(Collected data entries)
+ + + + +

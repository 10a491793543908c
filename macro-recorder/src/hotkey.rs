//! Abort hotkey plumbing shared by recording and playback.

use crate::input::Subscription;
use rdev::Key;
use std::sync::{
    atomic::{AtomicUsize, Ordering},
    Arc,
};
use tokio::{sync::watch, task::JoinHandle};
use tracing::{debug, info};

/// The key that ends a recording or a playback
pub const DEFAULT_ABORT_KEY: Key = Key::Escape;

/// Create a connected abort handle/signal pair
pub fn abort_channel() -> (AbortHandle, AbortSignal) {
    let (tx, rx) = watch::channel(false);
    (AbortHandle { tx: Arc::new(tx) }, AbortSignal { rx })
}

/// Trigger side of an abort. Cloneable; aborting is idempotent.
#[derive(Debug, Clone)]
pub struct AbortHandle {
    tx: Arc<watch::Sender<bool>>,
}

impl AbortHandle {
    pub fn abort(&self) {
        self.tx.send_replace(true);
    }

    pub fn is_aborted(&self) -> bool {
        *self.tx.borrow()
    }
}

/// Observer side of an abort
#[derive(Debug, Clone)]
pub struct AbortSignal {
    rx: watch::Receiver<bool>,
}

impl AbortSignal {
    pub fn is_aborted(&self) -> bool {
        *self.rx.borrow()
    }

    /// Resolves once an abort has been requested. Never resolves if every
    /// handle is dropped without aborting.
    pub async fn aborted(&mut self) {
        if self.rx.wait_for(|aborted| *aborted).await.is_err() {
            std::future::pending::<()>().await;
        }
    }
}

/// Counts abort-key presses injected by the player that the watcher has not
/// observed yet, so a recorded abort key is not mistaken for the user's.
///
/// The hook delivers injected events with some latency; a pending press stays
/// pending until the watcher consumes it or playback clears it.
#[derive(Debug, Clone, Default)]
pub struct InjectionMarker {
    pending: Arc<AtomicUsize>,
}

impl InjectionMarker {
    pub fn new() -> Self {
        Self::default()
    }

    /// Record one injected abort-key press
    pub fn mark(&self) {
        self.pending.fetch_add(1, Ordering::SeqCst);
    }

    /// Take one pending injected press; false if none is pending
    pub fn consume(&self) -> bool {
        self.pending
            .fetch_update(Ordering::SeqCst, Ordering::SeqCst, |n| n.checked_sub(1))
            .is_ok()
    }

    pub fn clear(&self) {
        self.pending.store(0, Ordering::SeqCst);
    }

    pub fn is_set(&self) -> bool {
        self.pending.load(Ordering::SeqCst) > 0
    }
}

/// Watch a capture subscription for presses of `abort_key` and trigger
/// `handle` on the first one that does not match a pending injection.
///
/// The subscription is owned by the task and released when it ends.
pub fn spawn_abort_watcher(
    mut subscription: Subscription,
    abort_key: Key,
    handle: AbortHandle,
    marker: InjectionMarker,
) -> JoinHandle<()> {
    tokio::spawn(async move {
        while let Some(input) = subscription.next().await {
            if !input.action.is_key_down(abort_key) {
                continue;
            }
            if marker.consume() {
                debug!("Ignoring injected {:?}", abort_key);
                continue;
            }
            info!("Abort key {:?} pressed", abort_key);
            handle.abort();
            return;
        }
        debug!("Abort watcher subscription closed");
    })
}
//! HECI command-line client
//!
//! Connects to firmware clients over the host-embedded controller interface.

use std::future::Future;
use std::path::PathBuf;
use std::str::FromStr;
use std::time::Duration;

use anyhow::{bail, Context};
use clap::{Parser, Subcommand};
use heci::runtime::{SessionEvent, SessionHandle};
use heci::protocol::HECI_INTERFACE;
use heci::{ClientGuid, ConnectOptions, WriteMode, HECI_VERSION};
use heci_cli::config::{default_config_path, Config};
use tracing_subscriber::EnvFilter;

/// Response buffer used for `HECI_VERSION`.
const VERSION_RESPONSE_CAPACITY: usize = 16;

/// HECI client - talk to firmware services over the host controller interface.
#[derive(Parser, Debug)]
#[command(name = "heci")]
#[command(version, about, long_about = None)]
pub struct Cli {
    /// Path to configuration file
    #[arg(short, long, global = true, value_name = "FILE")]
    pub config: Option<PathBuf>,

    /// Enable verbose logging
    #[arg(short, long, global = true)]
    pub verbose: bool,

    /// Device path (overrides the configuration)
    #[arg(short, long, global = true, value_name = "PATH")]
    pub device: Option<String>,

    /// Subcommand to execute
    #[command(subcommand)]
    pub command: Commands,
}

/// Available commands.
#[derive(Subcommand, Debug, Clone)]
pub enum Commands {
    /// Connect to a firmware client and print the maximum message size
    Connect {
        /// Client to connect to: amt, lme or a GUID
        client: ClientGuid,
    },

    /// Print the interface identifier and query its version
    Version,

    /// Write the effective configuration to the config file
    Init {
        /// Replace an existing config file
        #[arg(long)]
        force: bool,
    },

    /// Connect, send hex-encoded messages and print the responses
    Send {
        /// Client to connect to: amt, lme or a GUID
        client: ClientGuid,

        /// Messages to send, hex-encoded
        #[arg(required = true, value_name = "HEX")]
        payloads: Vec<Payload>,

        /// Release each write only after a response arrives
        #[arg(long)]
        read_gated: bool,

        /// Number of responses to wait for (default: one per message)
        #[arg(long, value_name = "N")]
        responses: Option<usize>,

        /// Seconds to wait for each response
        #[arg(long, default_value = "5")]
        timeout: u64,
    },
}

/// A hex-encoded message given on the command line.
#[derive(Debug, Clone, PartialEq, Eq)]
pub struct Payload(pub Vec<u8>);

impl FromStr for Payload {
    type Err = hex::FromHexError;

    fn from_str(s: &str) -> Result<Self, Self::Err> {
        let digits: String = s.chars().filter(|c| !c.is_whitespace() && *c != ':').collect();
        hex::decode(digits.trim_start_matches("0x")).map(Payload)
    }
}

#[tokio::main]
async fn main() -> anyhow::Result<()> {
    let cli = Cli::parse();

    // Load configuration
    let mut config = match &cli.config {
        Some(path) => Config::load(path)?,
        None => Config::load_default()?,
    };
    config.apply_env_overrides();
    if let Some(device) = &cli.device {
        config.device.path = device.clone();
    }

    // Initialize tracing
    let level = if cli.verbose {
        "debug".to_string()
    } else {
        config.logging.level.to_lowercase()
    };
    let filter = EnvFilter::try_from_default_env().unwrap_or_else(|_| EnvFilter::new(&level));
    tracing_subscriber::fmt().with_env_filter(filter).init();

    if let Commands::Init { force } = cli.command {
        let path = cli.config.unwrap_or_else(default_config_path);
        config.write_to(&path, force)?;
        println!("Wrote {}", path.display());
        return Ok(());
    }

    config.validate()?;
    tracing::debug!(device = %config.device.path, "Configuration loaded");

    match cli.command {
        Commands::Connect { client } => {
            let options = config.connect_options();
            with_session(&config, |mut handle| async move {
                let max = handle
                    .connect(client, options)
                    .await
                    .with_context(|| format!("Failed to connect to {}", client))?;
                println!("Connected to {}", client);
                println!("Maximum message size: {} bytes", max);
                handle.disconnect().await;
                Ok(())
            })
            .await
        }
        Commands::Version => {
            with_session(&config, |handle| async move {
                let outcome = handle
                    .control(HECI_VERSION, Vec::new(), VERSION_RESPONSE_CAPACITY)
                    .await?;
                handle.disconnect().await;
                let response = outcome.context("Version request failed")?;
                println!("Interface: {}", HECI_INTERFACE);
                println!("Version: {}", hex::encode(response));
                Ok(())
            })
            .await
        }
        // Handled before validation.
        Commands::Init { .. } => Ok(()),
        Commands::Send {
            client,
            payloads,
            read_gated,
            responses,
            timeout,
        } => {
            let mut options = config.connect_options();
            if read_gated {
                options = options.with_write_mode(WriteMode::ReadGated);
            }
            let expected = responses.unwrap_or(payloads.len());
            let timeout = Duration::from_secs(timeout);

            with_session(&config, |handle| {
                send(handle, client, options, payloads, expected, timeout)
            })
            .await
        }
    }
}

/// Runs `client` against a session on the configured device.
async fn with_session<F, Fut>(config: &Config, client: F) -> anyhow::Result<()>
where
    F: FnOnce(SessionHandle) -> Fut,
    Fut: Future<Output = anyhow::Result<()>>,
{
    #[cfg(any(target_os = "linux", windows))]
    {
        use heci::runtime::Reactor;

        let (io, demux, signals) =
            heci::backend::native().context("Failed to initialize device backend")?;
        let (reactor, handle) = Reactor::new(
            io,
            demux,
            config.device.path.clone(),
            signals,
            config.session.read_queue_depth,
        );
        let ((), result) = tokio::join!(reactor.run(), client(handle));
        result
    }

    #[cfg(not(any(target_os = "linux", windows)))]
    {
        let _ = (config, client);
        bail!("No HECI backend is available on this platform")
    }
}

async fn send(
    mut handle: SessionHandle,
    client: ClientGuid,
    options: ConnectOptions,
    payloads: Vec<Payload>,
    expected: usize,
    timeout: Duration,
) -> anyhow::Result<()> {
    let max = handle
        .connect(client, options)
        .await
        .with_context(|| format!("Failed to connect to {}", client))?;
    tracing::info!(client = %client, max_message_size = max, "Connected");

    let mut received = 0;
    for (index, Payload(data)) in payloads.into_iter().enumerate() {
        let len = data.len();
        handle
            .write(data)
            .await
            .with_context(|| format!("Failed to send message {}", index + 1))?;
        tracing::debug!(bytes = len, "Message sent");

        // Read-gated writes only flush once a response is consumed.
        if options.write_mode == WriteMode::ReadGated && received < expected {
            if !receive(&mut handle, timeout).await? {
                break;
            }
            received += 1;
        }
    }

    while received < expected {
        if !receive(&mut handle, timeout).await? {
            break;
        }
        received += 1;
    }

    handle.disconnect().await;
    if received < expected {
        bail!("Received {} of {} expected responses", received, expected);
    }
    Ok(())
}

/// Prints the next inbound message; returns `false` once the stream ended.
async fn receive(handle: &mut SessionHandle, timeout: Duration) -> anyhow::Result<bool> {
    loop {
        let event = tokio::time::timeout(timeout, handle.recv())
            .await
            .context("Timed out waiting for a response")?;
        match event {
            Some(SessionEvent::Data(data)) => {
                println!("{}", hex::encode(data));
                return Ok(true);
            }
            Some(SessionEvent::End) | None => {
                tracing::warn!("Inbound stream ended");
                return Ok(false);
            }
            Some(other) => tracing::debug!(event = ?other, "Ignoring session event"),
        }
    }
}

#[cfg(test)]
mod tests {
    use super::*;
    use clap::CommandFactory;

    #[test]
    fn test_cli_debug_assert() {
        Cli::command().debug_assert();
    }

    #[test]
    fn test_connect_command() {
        let cli = Cli::try_parse_from(["heci", "connect", "amt"]).unwrap();
        match cli.command {
            Commands::Connect { client } => assert_eq!(client, ClientGuid::AMT),
            _ => panic!("Expected Connect command"),
        }
    }

    #[test]
    fn test_connect_with_guid() {
        let cli = Cli::try_parse_from([
            "heci",
            "connect",
            "6733a4db-0476-4e7b-b3af-bcfc29bee7a7",
        ])
        .unwrap();
        match cli.command {
            Commands::Connect { client } => assert_eq!(client, ClientGuid::LME),
            _ => panic!("Expected Connect command"),
        }
    }

    #[test]
    fn test_connect_rejects_unknown_client() {
        assert!(Cli::try_parse_from(["heci", "connect", "nope"]).is_err());
    }

    #[test]
    fn test_version_command() {
        let cli = Cli::try_parse_from(["heci", "version"]).unwrap();
        assert!(matches!(cli.command, Commands::Version));
    }

    #[test]
    fn test_init_command() {
        let cli = Cli::try_parse_from(["heci", "init"]).unwrap();
        assert!(matches!(cli.command, Commands::Init { force: false }));

        let cli = Cli::try_parse_from(["heci", "init", "--force", "--device", "/dev/mei2"]).unwrap();
        assert!(matches!(cli.command, Commands::Init { force: true }));
        assert_eq!(cli.device.as_deref(), Some("/dev/mei2"));
    }

    #[test]
    fn test_send_command() {
        let cli = Cli::try_parse_from(["heci", "send", "lme", "0102", "ff"]).unwrap();
        match cli.command {
            Commands::Send {
                client,
                payloads,
                read_gated,
                responses,
                timeout,
            } => {
                assert_eq!(client, ClientGuid::LME);
                assert_eq!(payloads, vec![Payload(vec![1, 2]), Payload(vec![0xFF])]);
                assert!(!read_gated);
                assert_eq!(responses, None);
                assert_eq!(timeout, 5);
            }
            _ => panic!("Expected Send command"),
        }
    }

    #[test]
    fn test_send_with_options() {
        let cli = Cli::try_parse_from([
            "heci",
            "send",
            "amt",
            "00",
            "--read-gated",
            "--responses",
            "3",
        ])
        .unwrap();
        match cli.command {
            Commands::Send {
                read_gated,
                responses,
                ..
            } => {
                assert!(read_gated);
                assert_eq!(responses, Some(3));
            }
            _ => panic!("Expected Send command"),
        }
    }

    #[test]
    fn test_send_requires_payload() {
        assert!(Cli::try_parse_from(["heci", "send", "amt"]).is_err());
    }

    #[test]
    fn test_global_flags() {
        let cli = Cli::try_parse_from([
            "heci",
            "version",
            "--device",
            "/dev/mei1",
            "--verbose",
            "--config",
            "/tmp/heci.toml",
        ])
        .unwrap();
        assert_eq!(cli.device.as_deref(), Some("/dev/mei1"));
        assert!(cli.verbose);
        assert_eq!(cli.config, Some(PathBuf::from("/tmp/heci.toml")));
    }

    #[test]
    fn test_payload_parsing() {
        assert_eq!("0x0a0B".parse::<Payload>().unwrap(), Payload(vec![0x0A, 0x0B]));
        assert_eq!(
            "de:ad:be:ef".parse::<Payload>().unwrap(),
            Payload(vec![0xDE, 0xAD, 0xBE, 0xEF])
        );
        assert!("abc".parse::<Payload>().is_err());
        assert!("zz".parse::<Payload>().is_err());
    }
}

+ + + + +

[Problem description]
The result should be every line that contains "task", copied from the entries.

[Solved problem]
use tokio::{sync::watch, task::JoinHandle};
/// The subscription is owned by the task and released when it ends.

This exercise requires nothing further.